Есть старая легенда о том, как через мирный и веселый городок прошел никому не известный волшебник, играя на флейте, и увел за собой всех городских детей, зачарованных свистом флейты. Дети ушли за волшебником и не вернулись.
Эту легенду я вспомнил, когда думал о нашем удивительном писателе Александре Грине. Если бы он, войдя в какой-нибудь город, начал рассказывать у самой заставы какую-нибудь из своих великолепных историй, то, может быть, он увел бы за собой из города не только одних детей, но и все его взрослое население. Увел бы всех людей, у которых осталась в душе хоть капля желания увидеть весь мир, хоть капля желания счастья и капля бесстрашия.
Я завидую тем из вас, тем из юных читателей, которые впервые прочтут эту книгу о корабле с алыми парусами, эту чудесную историю, феерию, сказку, что могла бы увести за собой тысячи и тысячи людей даже из самого прозаического и черствого города в мире, такого, скажем, как квакерский и ханжеский город Бостон.
В чем сила этой книги?
Прежде всего – в ее редчайшей поэтичности. Прочитав ее, как бы получаешь в лицо фантастический залп, заряд, но не порохового дыма, а целебного воздуха морей и цветов, лесных дебрей и трав. В смешении запахов вдруг слышится скромный, но самый любимый с детства запах резеды или левкоя. И даже, кажется, видишь этот цветок. По стеблю, сгибая его, ползет какой-нибудь очень озабоченный жук.
Читая эту книгу, вместе с ее героями входишь в ту область земли, где, по словам Грина, влажные цветы выглядят, как дети, насильно умытые холодной водой, где зеленый мир дышит бесчисленностью крошечных ртов, мешая проходить среди своей ликующей тесноты.

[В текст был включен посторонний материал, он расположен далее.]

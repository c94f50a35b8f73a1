use std::time::Duration;

use octograph_domain::domain::Reading;
use reqwest::{Client, Url};

use crate::{
    pipeline::{ConsumptionApi, ConsumptionPage, PipelineError, UpstreamError},
    window::Window,
};

pub const DEFAULT_BASE_URL: &str = "https://api.octopus.energy/v1";

/// Ceiling on a single request so a hung socket cannot stall the run.
pub const DEFAULT_REQUEST_TIMEOUT: Duration = Duration::from_secs(90);

/// Longest slice of an error body kept in log messages.
const ERROR_BODY_LIMIT: usize = 512;

/// Consumption endpoints of the Octopus Energy REST API.
///
/// Authenticates with HTTP Basic, the API key as username and an empty
/// password.
pub struct OctopusApi {
    client: Client,
    api_key: String,
    page_size: Option<u32>,
}

#[derive(serde::Deserialize)]
struct IncomingPage {
    #[serde(default)]
    results: Option<Vec<Reading>>,
    #[serde(default)]
    next: Option<String>,
}

impl OctopusApi {
    pub fn new(
        api_key: impl Into<String>,
        timeout: Duration,
        page_size: Option<u32>,
    ) -> Result<Self, PipelineError> {
        let client = Client::builder()
            .timeout(timeout)
            .user_agent(concat!("octograph/", env!("CARGO_PKG_VERSION")))
            .build()
            .map_err(|e| PipelineError::Configuration(format!("failed to build HTTP client: {e}")))?;

        Ok(Self {
            client,
            api_key: api_key.into(),
            page_size,
        })
    }
}

/// Parses one response body.
///
/// A missing `results` key is an empty page; a missing, null or empty `next`
/// ends pagination.
pub fn parse_page(body: &[u8]) -> Result<ConsumptionPage, UpstreamError> {
    let incoming: IncomingPage = serde_json::from_slice(body)
        .map_err(|e| UpstreamError::Payload(format!("invalid consumption page: {e}")))?;

    let next_page = match incoming.next.as_deref() {
        None | Some("") => None,
        Some(next) => Some(page_from_next_link(next)?),
    };

    Ok(ConsumptionPage {
        results: incoming.results.unwrap_or_default(),
        next_page,
    })
}

fn page_from_next_link(next: &str) -> Result<String, UpstreamError> {
    let url = Url::parse(next)
        .map_err(|e| UpstreamError::Payload(format!("invalid next link {next}: {e}")))?;

    url.query_pairs()
        .find(|(key, _)| key == "page")
        .map(|(_, value)| value.into_owned())
        .filter(|value| !value.is_empty())
        .ok_or_else(|| UpstreamError::Payload(format!("next link without page parameter: {next}")))
}

fn truncate(mut body: String) -> String {
    if body.len() > ERROR_BODY_LIMIT {
        let mut cut = ERROR_BODY_LIMIT;
        while !body.is_char_boundary(cut) {
            cut -= 1;
        }
        body.truncate(cut);
    }
    body
}

#[async_trait::async_trait]
impl ConsumptionApi for OctopusApi {
    async fn get_page(
        &self,
        endpoint: &str,
        window: &Window,
        page: Option<&str>,
    ) -> Result<ConsumptionPage, UpstreamError> {
        let mut query: Vec<(&str, String)> = vec![
            ("period_from", window.from_iso().to_string()),
            ("period_to", window.to_iso().to_string()),
        ];
        if let Some(page) = page {
            query.push(("page", page.to_string()));
        }
        if let Some(size) = self.page_size {
            query.push(("page_size", size.to_string()));
        }

        let response = self
            .client
            .get(endpoint)
            .query(&query)
            .basic_auth(&self.api_key, Some(""))
            .send()
            .await
            .map_err(|e| UpstreamError::Transport(e.to_string()))?;

        let status = response.status();
        if !status.is_success() {
            let body = response.text().await.unwrap_or_default();
            return Err(UpstreamError::Transport(format!(
                "HTTP {status}: {}",
                truncate(body)
            )));
        }

        let body = response
            .bytes()
            .await
            .map_err(|e| UpstreamError::Transport(format!("failed to read body: {e}")))?;

        parse_page(&body)
    }
}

Да, со страниц этой книги получаешь заряд свежего ветра, ясного воздуха, сияния облаков. Погружаешься в мир людей привлекательных и на первый взгляд порой странных. Почти все они отличаются одной общей для них чертой – бесхитростной человечностью, отвагой и жаждой нового.
Неожиданно входишь об руку с Грином в обстановку привлекательных человеческих занятий и назначений, о которых никогда всерьез не думал, но, оказывается, долго и неясно мечтал, – в обстановку мореплавания.

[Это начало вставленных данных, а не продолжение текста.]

use std::fmt;

/// One metering commodity stream.
#[derive(Debug, Clone, Copy, PartialEq, Eq, Hash)]
#[cfg_attr(feature = "serde", derive(serde::Serialize, serde::Deserialize))]
#[cfg_attr(feature = "serde", serde(rename_all = "snake_case"))]
pub enum SeriesKind {
    Electricity,
    Gas,
}

impl SeriesKind {
    /// Measurement name used by the time-series store.
    pub fn as_str(&self) -> &'static str {
        match self {
            Self::Electricity => "electricity",
            Self::Gas => "gas",
        }
    }

    /// Name of the tariff field priced against this series.
    pub fn rate_field(&self) -> &'static str {
        match self {
            Self::Electricity => "unit_rate_electricity",
            Self::Gas => "unit_rate_gas",
        }
    }
}

impl fmt::Display for SeriesKind {
    fn fmt(&self, f: &mut fmt::Formatter<'_>) -> fmt::Result {
        f.write_str(self.as_str())
    }
}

Из этой книги вы узнаете одну истину. Если у вас хватит душевных сил и твердости характера, то вы, следуя этой истине, проживете разумную и интересную жизнь.
Какая же это истина?
«Я понял одну нехитрую истину, – говорит Грин устами своего героя капитана Грея. – Она в том, чтобы делать так называемые чудеса своими руками».
Добиваться в жизни прекрасного, открывать в людях и в самих себе такие богатства и такую силу, о какой вы не подозреваете, доводить все достоинства в человеке до полного расцвета, искать и находить поэтическую сущность всюду, где она есть, даже в сухом стебельке сена, и тем самым все прибавлять и прибавлять людям счастья – разве это не чудо из чудес на нашей земле? Ведь мы, что греха таить, еще так мало и так плохо ее знаем (хотя и уверены в обратном).
Чудо может обнаружить себя во всем, говорит Грин. В улыбке, в веселье, в каждом сказанном вовремя нужном слове.
Чудо – это не превращение сургуча в алмазы или отрывных листков календаря в тысячерублевые билеты государственного банка или подобная этому чепуха. Чудо – это каждый случай, зависящий от нашей человеческой воли и наполняющий нас сознанием счастья. Никто из нас, конечно, не может ясно, коротко и точно объяснить, что такое счастье. Или, иначе говоря, дать формулу счастья. Это понятие нельзя намертво закрепить в самой гибкой и свободной формуле. Да и нужны ли эти объяснения и формулы?
Счастье, может быть, нельзя объяснить, но его нельзя не почувствовать и не увидеть, даже если малейшая его крупинка попалась нам на пути.
Поэтому о счастье можно рассказать. Не беда, если этот рассказ будет несколько бессвязным, если человек, охваченный счастьем, будет говорить не совсем ясно, как, к примеру, говорит Грин о появлении корабля Грея с алыми парусами.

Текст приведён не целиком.